É interessante notar que argumentos de cunho religioso/cristão são recorrentes nos debates acerca do reconhecimento legal das uniões entre pessoas do mesmo sexo, em países tão distintos como Brasil e África do Sul. O intervencionismo evangélico é hoje objeto de crítica no mundo inteiro, inclusive no Brasil. Contudo, a mesma cautela e visão crítica não tem sido desenvolvidas em relação às intervenções de direitos humanos mobilizadas por grupos LGTBs e feministas também pautados em lógicas salvacionistas e na imposição de "categorias" e discuros políticos não compartilhados e muito menos negociados com aqueles diretamente afetados pelas violações (Epprecht, 2012).
A elucidação de novas ideias acerca de direitos sexuais revisitam e enriquecem críticas clássicas das visões convencionais sobre cultura, nação e comunidade no centro da política sexual. No Brasil, se vê um crescente número de evangélicos na bancada parlamentar, o que tem dificultado veementente o diálogo entre Estado e LGBTs, tornando cada vez mais árduo o direito democrático à sexualidade.

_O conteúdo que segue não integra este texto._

/**
 * Login Handler
 *
 * POST /api/login.
 *
 * # Security
 *
 * - Unknown email and wrong password produce the same 401 body
 * - Password verification is constant-time (via bcrypt)
 * - Passwords are never logged or returned in responses
 */

use axum::{extract::State, Json};
use std::sync::Arc;

use crate::backend::auth::handlers::types::{AuthResponse, LoginRequest};
use crate::backend::auth::sessions::TokenService;
use crate::backend::auth::users::UserRepository;
use crate::backend::error::BackendError;
use crate::backend::extract::ApiJson;
use crate::shared::validation::{check_email_format, require};

const INVALID_CREDENTIALS: &str = "invalid credentials";

/// Login handler
///
/// # Errors
///
/// * `400 Bad Request` - email or password missing, or email malformed
/// * `401 Unauthorized` - unknown email or wrong password
/// * `500 Internal Server Error` - store failure, corrupt hash, signing failure
pub async fn login(
    State(users): State<UserRepository>,
    State(tokens): State<Arc<TokenService>>,
    ApiJson(request): ApiJson<LoginRequest>,
) -> Result<Json<AuthResponse>, BackendError> {
    require("email", &request.email)?;
    check_email_format("email", &request.email)?;
    require("password", &request.password)?;

    let credentials = users.get_by_email(&request.email).await?.ok_or_else(|| {
        tracing::warn!("Login failed: unknown email");
        BackendError::unauthenticated(INVALID_CREDENTIALS)
    })?;

    if !users.codec().verify(&credentials.password_hash, &request.password)? {
        tracing::warn!("Login failed: wrong password for user {}", credentials.id);
        return Err(BackendError::unauthenticated(INVALID_CREDENTIALS));
    }

    let user = credentials.into_user();
    let token = tokens.issue(user.id)?;

    tracing::info!("User logged in: {} ({})", user.username, user.id);

    Ok(Json(AuthResponse {
        success: true,
        message: "login successful".to_string(),
        token,
        user: user.into(),
    }))
}
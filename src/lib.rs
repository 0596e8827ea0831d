//! Clinic Backend - Main Library
//!
//! A small clinic-management web backend: user registration and login, a
//! token-gated dashboard, a blog content system and a doctor directory,
//! persisted in PostgreSQL or SQLite.
//!
//! # Module Structure
//!
//! - **`shared`** - Models, listing filters and record validation
//!   - Pure code, no I/O
//!   - Error types for the validation layer
//!
//! - **`backend`** - Server-side code (only compiled with `ssr` feature)
//!   - Axum HTTP server and bearer-token middleware
//!   - Credential codec and token service
//!   - Store handle and record repositories
//!
//! # Feature Flags
//!
//! - **`ssr`** - enables the backend (axum, sqlx, bcrypt, jsonwebtoken).
//!   On by default.
//!
//! # Usage
//!
//! ```rust,no_run
//! use clinic_backend::backend::server::{config::ServerConfig, init::create_app};
//!
//! # async fn example() -> Result<(), Box<dyn std::error::Error>> {
//! let config = ServerConfig::from_env()?;
//! let app = create_app(&config).await?;
//! # Ok(())
//! # }
//! ```
//!
//! # Error Handling
//!
//! - `shared::error::SharedError` for validation failures
//! - `backend::error::BackendError` for everything that reaches HTTP

/// Shared types and data structures
pub mod shared;

/// Backend server-side code
#[cfg(feature = "ssr")]
pub mod backend;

Mas também por motivos de ordem política: os discursose diretrizes de direitos humanos, inclusive em relação a gênero e sexualidade, estão cada vez mais entrelaçados aos interesses dos Estados e de lógicas geopolíticas (Corrêa, 2014).
Esses retrocessos frente à diversidade sexual não deveriam efranquecer a luta, que trazem em suas realidades os problemas que decorrem da configuração da presença cada vez mais atenuante dos Estados e do conservadorismo nas políticas de gênero, sexualidade e "raça". Há de ser enxergar que o contexto atual assiste a volta de antigas e novas lógicas soberanistas e heteronormativas. É por este motivo, que mais do que nunca, talvez, tenha sido tão importante para a sociedade civil persistir na luta para dar continuidade ao trabalho árduo de desenvolvimento dos direitos à livre sexualidade que foi severamente conquistado e não deve de maneira alguma sofrer repressão em seu exercício (Corrêa, 2014).